TOPS students reflect on school year

Senior Alana Linley, a student in the TOPS program, participates in class fully online. Linley hopes that school will return to normal next year.

For Heritage students participating in LPS’ Temporary Online Program for Students (TOPS), school has looked quite different. The brand new program was created to provide an alternative option for students in the wake of COVID-19 and  has developed greatly over the course of the year.
   “I would say this year has been different. It hasn’t been terrible; there are definitely things that could have been worse,” says Brenna Simmons ’22. “I think last year at this time—when we were online—was not great. Teachers didn’t know what to do and it was so scattered. And at the same time we were all on lockdown so we couldn’t see anybody. So this school year’s been better.”
   Alana Linley ’21 agrees that while things could have been worse, TOPS had a bit of a rocky start.
   “Obviously it was a new program, so it was kind of difficult in the beginning,” says Linley.
   Linley says that getting to know her teachers over the course of the year was extremely helpful as she navigated TOPS and adjusted to the format of everything.
   “It’s just like when you’re in school and you get to know your teachers. It’s just a lot easier because you know what they want,” Linley describes.
   Linley adds “TOPS has done a really good job, honestly, for coming up with a program so quickly. It works really well. It’s not the same as normal school, but they’ve done a really good job still.”
   One way TOPS has helped students find a sense of normalcy is creating clubs for students to connect with each other virtually.
   “There’s a baking, photography and art club,” explains Simmons. “They meet during advisory and it’s open to all grade levels.”
   Although TOPS has done their best at helping students adjust throughout the year, no amount of effort could make it feel like normal school.

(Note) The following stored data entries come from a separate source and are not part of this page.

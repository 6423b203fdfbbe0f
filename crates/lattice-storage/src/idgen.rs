//! Generation of opaque unique identifiers.
//!
//! The engine needs globally unique strings for entity primary keys and
//! graph IDs. The generator is injected into the storage factory so tests
//! can substitute a deterministic sequence.

use uuid::Uuid;

/// Produces globally unique opaque string identifiers.
pub trait IdGenerator: Send + Sync {
    fn generate(&self) -> String;
}

/// Production generator backed by random v4 UUIDs.
#[derive(Debug, Default)]
pub struct UuidIdGenerator;

impl IdGenerator for UuidIdGenerator {
    fn generate(&self) -> String {
        Uuid::new_v4().to_string()
    }
}
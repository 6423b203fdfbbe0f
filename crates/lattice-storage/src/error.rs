//! Storage error types for lattice-storage.
//!
//! [`StorageError`] covers the failure taxonomy of the storage layer:
//! caller contract violations rejected before any I/O, conflict and
//! not-found conditions, graph topology errors, and wrapped database
//! failures carrying the operation context in which they occurred.

use thiserror::Error;

/// Errors produced by storage operations.
#[derive(Debug, Error)]
pub enum StorageError {
    /// A network or entity with the same identity already exists.
    #[error("{0} already exists")]
    AlreadyExists(String),

    /// The target of an operation does not exist.
    #[error("{0} does not exist")]
    NotFound(String),

    /// The request violates the storage contract (rejected before I/O).
    #[error("invalid argument: {0}")]
    InvalidArgument(String),

    /// A page token could not be decoded.
    #[error("invalid page token")]
    InvalidPageToken,

    /// A loaded graph has no root entities because every member has an
    /// incoming edge (the component is a closed cycle).
    #[error("graph {graph_id} has no root entities")]
    NoRootEntities { graph_id: String },

    /// An underlying database call failed. `context` names the operation
    /// that was being attempted.
    #[error("{context}: {source}")]
    Database {
        context: String,
        #[source]
        source: rusqlite::Error,
    },

    /// JSON serialization or deserialization failed.
    #[error("serialization error: {0}")]
    Serialization(#[from] serde_json::Error),
}

impl StorageError {
    /// Wraps a rusqlite error with the operation context in which it
    /// occurred, e.g. `"error querying for networks"`.
    pub fn database(context: impl Into<String>, source: rusqlite::Error) -> Self {
        StorageError::Database {
            context: context.into(),
            source,
        }
    }
}

/// Shorthand adapter for `map_err` on rusqlite calls.
pub(crate) fn db_err(context: &'static str) -> impl FnOnce(rusqlite::Error) -> StorageError {
    move |source| StorageError::database(context, source)
}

   “I honestly miss talking to people. Some TOPS teachers are really good and they talk with you, but it’s still not really the same,” explains Linley. “I just love Heritage a ton. The environment is really nice, so I’ll miss the environment and all the people there.”
   As of now, LPS is not planning on continuing TOPS next year.
   “Hopefully it stays that way because we all want to come back!” Simmons states. “I’m not a very social person, but I miss people. I miss actual human interaction and not having to teach myself things, and just having that connection with your teachers and being able to ask questions.”